There are several XML compression formats out there already; it's too bad people haven't decided on one, though.
I heard him talk a year and a half ago or so. He basically gave the same line he's used since 1997, with examples of free software projects that have succeeded and theoretical assertions that open development provides a better way to run a business.
There was absolutely no acknowledgement that he's been pushing this line for years without a single prominent success, and that the project he was so eager to associate himself with, Mozilla, has nailed Netscape's coffin shut. People flame CmdrTaco all the time but at least his site addresses the failures of the open source model. Has Eric Raymond been seen anywhere near Mozilla since people started wondering when it was going to produce?
Naw, he'd rather just keep talking about Linux and Doom and his *gag* "tribe"....
What the heck are you talking about?
Eric's stuff is everywhere. Take a look at the Acknowledgements file for Emacs, for example. Every time you fire up a debugger in Emacs, or edit a Makefile, or shoot off a cvs command you have Eric to thank. In fact, he apparently has more Lisp code in Emacs repositories than anyone besides RMS. He also wrote the keeper software for FTP supersite sunsite. He is currently working on a new build structure for the Linux kernel, and apparently some stuff for the PNG picture format. He is also active on the Python development lists (where he is pushing for wxPython over Tkinter).
He also is a major contributor to Nethack. Which means he has been responsible for hours of my lost productivity.
And that's just the stuff that I can think of off the top of my head, and it doesn't include stuff like the fact that he is maintainer of the Terminfo files, the Jargon file, and a whole pile of other stuff (if you haven't read the documentation for Intercal then you really are missing out). Oh, and let's not forget fetchmail. It seems he wrote an entire book on that particular experiment. If you are really interested in reading about the code he has contributed go here. Most of the interesting bits are at the bottom.
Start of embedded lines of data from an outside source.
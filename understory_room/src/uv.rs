// Copyright 2025 the Understory Authors
// SPDX-License-Identifier: Apache-2.0 OR MIT

//! Texture coordinates for wall meshes that stay continuous across wall seams.

use glam::DVec2;
use understory_anchor::{AnchorGeometry, EDGE_EPSILON, PlaneBoundary};

use crate::room::{AnchorId, Room};

/// How one UV channel is laid out on a wall.
#[derive(Copy, Clone, Debug, Default, PartialEq, Eq, Hash)]
pub enum TexCoordMode {
    /// Each wall spans `[0, 1]` on both axes.
    #[default]
    Stretch,
    /// One UV unit per meter, restarting at every wall.
    Metric,
    /// U runs continuously around the wall chain as a fraction of its perimeter; V spans the
    /// wall height.
    Seamless,
}

/// Affine UV mapping of wall-local meters, measured from the minimum corner of the wall's
/// bounding rectangle.
#[derive(Copy, Clone, Debug, PartialEq)]
pub struct PlaneUv {
    /// UV at the minimum corner.
    pub offset: DVec2,
    /// UV units per meter along local X and Y.
    pub scale: DVec2,
}

impl PlaneUv {
    /// UV of a wall-local offset from the rectangle's minimum corner.
    pub fn apply(&self, local: DVec2) -> DVec2 {
        self.offset + local * self.scale
    }
}

/// UV layout of one wall.
#[derive(Clone, Debug, PartialEq)]
pub struct WallUvLayout {
    /// The wall anchor.
    pub anchor: AnchorId,
    /// One mapping per requested channel.
    pub plane_uvs: Vec<PlaneUv>,
    /// Per channel, the UVs of the wall outline vertices in outline order.
    pub vertex_uvs: Vec<Vec<DVec2>>,
}

fn reciprocal(x: f64) -> f64 {
    if x > EDGE_EPSILON { 1.0 / x } else { 0.0 }
}

impl Room {
    /// Per-wall UV mappings for the given channels, in wall chain order.
    ///
    /// Seamless channels rely on the chain built by [`Room::recompute`]; reversed walls run U
    /// backwards so neighbors agree at every shared edge. A room without walls yields no layouts.
    pub fn compute_wall_mesh_uv_adjustments(&self, modes: &[TexCoordMode]) -> Vec<WallUvLayout> {
        let walls: Vec<(AnchorId, bool, &PlaneBoundary)> = self
            .walls
            .iter()
            .filter_map(|link| match &self.anchor(link.anchor)?.geometry {
                AnchorGeometry::Plane(plane) => Some((link.anchor, link.reversed, plane)),
                _ => None,
            })
            .collect();
        let perimeter: f64 = walls.iter().map(|(_, _, p)| p.rect().width()).sum();
        let per_meter = reciprocal(perimeter);

        let mut run = 0.0;
        let mut layouts = Vec::with_capacity(walls.len());
        for (anchor, reversed, plane) in walls {
            let rect = plane.rect();
            let (width, height) = (rect.width(), rect.height());
            let plane_uvs: Vec<PlaneUv> = modes
                .iter()
                .map(|mode| match mode {
                    TexCoordMode::Stretch => PlaneUv {
                        offset: DVec2::ZERO,
                        scale: DVec2::new(reciprocal(width), reciprocal(height)),
                    },
                    TexCoordMode::Metric => PlaneUv {
                        offset: DVec2::ZERO,
                        scale: DVec2::ONE,
                    },
                    TexCoordMode::Seamless if reversed => PlaneUv {
                        offset: DVec2::new((run + width) * per_meter, 0.0),
                        scale: DVec2::new(-per_meter, reciprocal(height)),
                    },
                    TexCoordMode::Seamless => PlaneUv {
                        offset: DVec2::new(run * per_meter, 0.0),
                        scale: DVec2::new(per_meter, reciprocal(height)),
                    },
                })
                .collect();
            let vertex_uvs = plane_uvs
                .iter()
                .map(|uv| {
                    plane
                        .outline()
                        .iter()
                        .map(|p| uv.apply(DVec2::new(p.x - rect.x0, p.y - rect.y0)))
                        .collect()
                })
                .collect();
            layouts.push(WallUvLayout {
                anchor,
                plane_uvs,
                vertex_uvs,
            });
            run += width;
        }
        layouts
    }
}
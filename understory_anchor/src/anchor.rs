// Copyright 2025 the Understory Authors
// SPDX-License-Identifier: Apache-2.0 OR MIT

//! Anchors: labeled geometry placed in the world.

use glam::DVec3;
use uuid::Uuid;

use crate::aabb::Aabb3;
use crate::geometry::{AnchorGeometry, SurfaceGeometry};
use crate::labels::AnchorLabels;
use crate::pose::Pose;
use crate::ray::{Hit, Ray, Segment, SurfacePoint};

/// A labeled spatial element of a room.
///
/// Queries on an anchor take and return world-space values; the geometry itself is stored in the
/// local frame given by [`Anchor::pose`].
#[derive(Clone, Debug, PartialEq)]
pub struct Anchor {
    /// Stable identity from the originating scan.
    pub uuid: Uuid,
    /// Semantic labels.
    pub labels: AnchorLabels,
    /// Local-to-world transform.
    pub pose: Pose,
    /// Primary geometry, in the local frame.
    pub geometry: AnchorGeometry,
}

impl Anchor {
    /// Create an anchor.
    pub fn new(
        uuid: Uuid,
        labels: AnchorLabels,
        pose: Pose,
        geometry: impl Into<AnchorGeometry>,
    ) -> Self {
        Self {
            uuid,
            labels,
            pose,
            geometry: geometry.into(),
        }
    }

    /// Whether the anchor carries any of `labels`.
    pub fn has_any_label(&self, labels: AnchorLabels) -> bool {
        self.labels.intersects(labels)
    }

    /// World-space containment. See [`SurfaceGeometry::contains`].
    pub fn contains_point(&self, p: DVec3, test_vertical: bool, tolerance: f64) -> bool {
        self.geometry
            .contains(self.pose.inverse_transform_point(p), test_vertical, tolerance)
    }

    /// World-space ray intersection.
    pub fn raycast(&self, ray: &Ray, max_distance: f64) -> Option<Hit> {
        self.geometry
            .raycast(&ray.to_local(&self.pose), max_distance)
            .map(|hit| hit.to_world(&self.pose))
    }

    /// World-space closest point on the surface.
    pub fn nearest_point(&self, p: DVec3) -> SurfacePoint {
        let local = self
            .geometry
            .nearest_point(self.pose.inverse_transform_point(p));
        SurfacePoint {
            point: self.pose.transform_point(local.point),
            distance: local.distance,
        }
    }

    /// World-space closest boundary edge.
    pub fn nearest_edge(&self, p: DVec3) -> Option<Segment> {
        self.geometry
            .nearest_edge(self.pose.inverse_transform_point(p))
            .map(|s| s.transformed(&self.pose))
    }

    /// World-space axis-aligned bounds of the geometry.
    pub fn world_bounds(&self) -> Aabb3 {
        self.geometry
            .local_bounds()
            .corners()
            .map(|corners| Aabb3::from_points(corners.map(|c| self.pose.transform_point(c))))
            .unwrap_or(Aabb3::EMPTY)
    }

    /// Area of the usable surface. See [`AnchorGeometry::surface_area`].
    pub fn surface_area(&self) -> Option<f64> {
        self.geometry.surface_area()
    }

    /// World-space center of the usable surface.
    pub fn surface_center(&self) -> Option<DVec3> {
        self.geometry
            .surface_center()
            .map(|c| self.pose.transform_point(c))
    }

    /// World-space outline of the usable surface.
    pub fn surface_edges(&self) -> Vec<Segment> {
        self.geometry
            .surface_edges()
            .iter()
            .map(|s| s.transformed(&self.pose))
            .collect()
    }

    /// Surface normal of a planar anchor, or the vertical axis of a volume, in world space.
    pub fn normal(&self) -> DVec3 {
        self.pose.up()
    }
}

#[cfg(test)]
mod tests {
    use super::*;
    use crate::plane::PlaneBoundary;
    use crate::volume::VolumeBounds;
    use kurbo::Rect;

    fn wall() -> Anchor {
        // 4m wide, 2m tall wall in the plane y = 0, facing +Y.
        Anchor::new(
            Uuid::nil(),
            AnchorLabels::WALL_FACE,
            Pose::from_surface_normal(DVec3::new(2.0, 0.0, 1.0), DVec3::Y),
            PlaneBoundary::from_rect(Rect::new(-2.0, -1.0, 2.0, 1.0)),
        )
    }

    #[test]
    fn wall_frame_is_upright() {
        let w = wall();
        assert!(w.normal().abs_diff_eq(DVec3::Y, 1e-12));
        let b = w.world_bounds();
        assert!(b.min.abs_diff_eq(DVec3::new(0.0, 0.0, 0.0), 1e-9));
        assert!(b.max.abs_diff_eq(DVec3::new(4.0, 0.0, 2.0), 1e-9));
    }

    #[test]
    fn world_queries_round_trip_through_pose() {
        let w = wall();
        assert!(w.contains_point(DVec3::new(3.0, 0.0, 0.5), true, 0.0));
        assert!(!w.contains_point(DVec3::new(3.0, 0.5, 0.5), true, 0.1));

        let ray = Ray::new(DVec3::new(1.0, 3.0, 1.0), DVec3::NEG_Y).unwrap();
        let hit = w.raycast(&ray, f64::INFINITY).unwrap();
        assert!(hit.point.abs_diff_eq(DVec3::new(1.0, 0.0, 1.0), 1e-9));
        assert!(hit.normal.abs_diff_eq(DVec3::Y, 1e-9));
        assert!((hit.distance - 3.0).abs() < 1e-9);

        let near = w.nearest_point(DVec3::new(5.0, 1.0, 1.0));
        assert!(near.point.abs_diff_eq(DVec3::new(4.0, 0.0, 1.0), 1e-9));
        assert!((near.distance - 2.0_f64.sqrt()).abs() < 1e-9);
    }

    #[test]
    fn volume_surface_helpers() {
        let table = Anchor::new(
            Uuid::nil(),
            AnchorLabels::TABLE,
            Pose::from_translation(DVec3::new(1.0, 1.0, 0.0)),
            VolumeBounds::new(DVec3::new(-0.5, -0.25, 0.0), DVec3::new(0.5, 0.25, 0.8)).unwrap(),
        );
        assert_eq!(table.surface_area(), Some(0.5));
        assert!(
            table
                .surface_center()
                .unwrap()
                .abs_diff_eq(DVec3::new(1.0, 1.0, 0.8), 1e-12)
        );
        let edges = table.surface_edges();
        assert_eq!(edges.len(), 4);
        assert!(edges.iter().all(|e| (e.start.z - 0.8).abs() < 1e-12));
    }
}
I don't agree with all of ESR's views either, but saying that ESR doesn't deliver is completely untrue. What's more, the software that he has written is quite well done. The documentation, in particular, is usually quite astoundingly good.
The fact of the matter is that ESR is probably twice as talented a hacker as both you and I put together.
Eric Raymond stopped being relevant for me when he stole the Jargon File and published it for his own profit without compensating either those who contributed or redirecting a nickel to any open-source organizations.
After that, anything he has to say about communal efforts is the height of hypocrisy.
--Blair
People interested in XML-RPC might be interested in checking it out using KDE. Since KDE 2.0 a DCOP XMLRPC bridge has been included allowing easy access to a wide range of the desktops APIs.
Rich.
How about this: /etc/termcap
$less
######## TERMINAL TYPE DESCRIPTIONS SOURCE FILE
#
# Version 11.0.1
# $Date: 2000/03/02 15:51:11 $
# termcap syntax
#
# Eric S. Raymond (current maintainer)
# John Kunze, Berkeley
# Craig Leres, Berkeley
#
# Please e-mail changes to terminfo@thyrsus.com; the old termcap@berkeley.edu
# address is no longer valid. The latest version can always be found at
# .
You'll see it from time to time, Eric did this little bit, Eric did this little bit. He shows up on linux-kernel from time to time. It adds up. Have you looked at termcap recently? JHC, I wouldn't touch that nonsense with a 10 foot pole. But he does. Same goes for his rewrite of the kernel configuration file system. Nutso stuff that is way beyond either of our abilities (admit it, you lamer), and he's working on it right now. I may not be the biggest ESR fan on the planet, but he has made many positive contributions, and his heart is in the right place.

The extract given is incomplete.